L’intesa al G20 di Roma – ha rimarcato oggi La Stampa – è stata “resa possibile dall’adesione di Irlanda, Estonia e Ungheria, che per lungo tempo si erano opposte. Kenya, Nigeria, Pakistan e Sri Lanka non hanno aderito all’accordo, ma chi lo ha fatto rappresenta oltre il 90% dell’economia globale.
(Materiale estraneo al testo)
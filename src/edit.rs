use std::fs;
use std::io::Write;
use std::path::Path;
use thiserror::Error;
use xxhash_rust::xxh3::xxh3_64;

/// The splice primitive: byte-span replacement with verification.
///
/// Block replacement, singleton upserts and id/actor normalization all compile
/// down to this. A span is only replaced when the text currently occupying it
/// is the text the caller saw when the offsets were computed.
#[derive(Debug, Clone, PartialEq, Eq)]
#[must_use = "Edit does nothing until apply_to() is called"]
pub struct Edit {
    /// Starting byte offset (inclusive)
    pub byte_start: usize,
    /// Ending byte offset (exclusive)
    pub byte_end: usize,
    /// New text to insert at [byte_start, byte_end)
    pub new_text: String,
    /// What we expect to find before applying
    pub expected_before: EditVerification,
}

/// Verification strategy for edit safety.
#[derive(Debug, Clone, PartialEq, Eq)]
pub enum EditVerification {
    /// Exact text match required
    ExactMatch(String),
    /// xxh3 hash of expected text (cheaper for large blocks)
    Hash(u64),
}

impl EditVerification {
    pub fn matches(&self, text: &str) -> bool {
        match self {
            EditVerification::ExactMatch(expected) => text == expected,
            EditVerification::Hash(expected_hash) => xxh3_64(text.as_bytes()) == *expected_hash,
        }
    }

    /// Create verification from text, using hash for text over 1KB.
    pub fn from_text(text: &str) -> Self {
        if text.len() > 1024 {
            EditVerification::Hash(xxh3_64(text.as_bytes()))
        } else {
            EditVerification::ExactMatch(text.to_string())
        }
    }
}

#[derive(Error, Debug)]
pub enum EditError {
    #[error("Before-text verification failed at byte {byte_start}")]
    BeforeTextMismatch {
        byte_start: usize,
        byte_end: usize,
        found: String,
    },

    #[error("Invalid byte range: [{byte_start}, {byte_end}) in text of length {len}")]
    InvalidByteRange {
        byte_start: usize,
        byte_end: usize,
        len: usize,
    },

    #[error("Byte range [{byte_start}, {byte_end}) does not fall on character boundaries")]
    NotCharBoundary { byte_start: usize, byte_end: usize },

    #[error("File I/O error: {0}")]
    Io(#[from] std::io::Error),
}

impl Edit {
    pub fn new(
        byte_start: usize,
        byte_end: usize,
        new_text: impl Into<String>,
        expected_before: impl AsRef<str>,
    ) -> Self {
        Self {
            byte_start,
            byte_end,
            new_text: new_text.into(),
            expected_before: EditVerification::from_text(expected_before.as_ref()),
        }
    }

    /// Insertion at a single offset; nothing is expected there.
    pub fn insert(at: usize, new_text: impl Into<String>) -> Self {
        Self::new(at, at, new_text, "")
    }

    fn validate<'a>(&self, content: &'a str) -> Result<&'a str, EditError> {
        if self.byte_start > self.byte_end || self.byte_end > content.len() {
            return Err(EditError::InvalidByteRange {
                byte_start: self.byte_start,
                byte_end: self.byte_end,
                len: content.len(),
            });
        }
        if !content.is_char_boundary(self.byte_start) || !content.is_char_boundary(self.byte_end)
        {
            return Err(EditError::NotCharBoundary {
                byte_start: self.byte_start,
                byte_end: self.byte_end,
            });
        }

        let current = &content[self.byte_start..self.byte_end];
        if current == self.new_text || self.expected_before.matches(current) {
            return Ok(current);
        }

        Err(EditError::BeforeTextMismatch {
            byte_start: self.byte_start,
            byte_end: self.byte_end,
            found: current.to_string(),
        })
    }

    /// Apply this edit to `content`, returning the spliced text.
    pub fn apply_to(&self, content: &str) -> Result<String, EditError> {
        let current = self.validate(content)?;
        if current == self.new_text {
            return Ok(content.to_string());
        }

        let mut out =
            String::with_capacity(content.len() + self.new_text.len() - current.len());
        out.push_str(&content[..self.byte_start]);
        out.push_str(&self.new_text);
        out.push_str(&content[self.byte_end..]);
        Ok(out)
    }

    /// Apply several non-overlapping edits to the same text.
    ///
    /// Edits are applied bottom-to-top so earlier offsets stay valid.
    pub fn apply_batch(content: &str, mut edits: Vec<Edit>) -> Result<String, EditError> {
        edits.sort_by(|a, b| b.byte_start.cmp(&a.byte_start));

        for edit in &edits {
            edit.validate(content)?;
        }
        for window in edits.windows(2) {
            let (later, earlier) = (&window[0], &window[1]);
            if earlier.byte_end > later.byte_start {
                return Err(EditError::InvalidByteRange {
                    byte_start: later.byte_start,
                    byte_end: earlier.byte_end,
                    len: content.len(),
                });
            }
        }

        let mut out = content.to_string();
        for edit in &edits {
            out.replace_range(edit.byte_start..edit.byte_end, &edit.new_text);
        }
        Ok(out)
    }
}

/// Atomic file write: tempfile + fsync + rename.
pub fn atomic_write(path: &Path, content: &str) -> Result<(), EditError> {
    let parent = match path.parent() {
        Some(parent) if !parent.as_os_str().is_empty() => parent,
        _ => Path::new("."),
    };

    let mut temp = tempfile::NamedTempFile::new_in(parent)?;
    temp.write_all(content.as_bytes())?;
    temp.as_file().sync_all()?;
    temp.persist(path).map_err(|e| e.error)?;

    let now = filetime::FileTime::now();
    filetime::set_file_mtime(path, now)?;
    Ok(())
}

/// Read a file, mapping the error into the edit taxonomy.
pub fn read_text(path: &Path) -> Result<String, EditError> {
    Ok(fs::read_to_string(path)?)
}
L’introito previsto è pari ad almeno 60 miliardi di dollari solo per gli Usa”.

L’ANALISI LIBERISTA

“La scelta della «minimum tax» soddisfa sia le aspirazioni protezioniste degli Stati Uniti, da questo punto di vista poco cambiati nel passaggio da Donald Trump a Joe Biden, sia il conservatorismo di quei Paesi europei che non hanno alcuna intenzione di limitare il peso dello Stato sull’economia”, ha scritto il pensatore liberista Carlo Lottieri su Libero Quotidiano.

USA SODDISFATTI

Perché gli Stati Uniti sarebbero soddisfatti? “Perché le loro imprese avranno molto meno interesse a delocalizzare, e quindi riporteranno in patria molte attività; gli altri Paesi, egualmente, sperano di poter trarre un qualche beneficio, potendo spremere colossi come Amazon e Facebook per gli utili che realizzano nel mondo”, secondo Lottieri: “Nell’insieme s’ipotizza che questo potrebbe comportare maggiori entrate complessive, per l’insieme degli Stati, dell’ordine di oltre 120 miliardi di euro. Nel mirino, ovviamente, vi sono i cosiddetti «paradisi fiscali», ossia quei Paesi – dall’Irlanda all’Olanda, al Lussemburgo – che adottano aliquote di favore e, in tal modo, risultano attrattivi per quelle realtà che sono ovviamente orientate a ridurre i costi e, in tal modo, essere particolarmente competitive”.

CHE COSA SPERANO ITALIA E FRANCIA CON LA MINIMUM TAX

La decisione dei principali Paesi europei di accettare la «minimum tax» è comprensibile, secondo l’intellettuale liberista: “Per Francia e Italia, ma non solo, la concorrenza proveniente da realtà che tassano assai meno è difficile da fronteggiare. Certamente esse potrebbero imitare i sistemi fiscali meno esosi, ma questo esigerebbe una revisione dei propri bilanci (tagli di uscite e sprechi) che non sono in grado di fare”.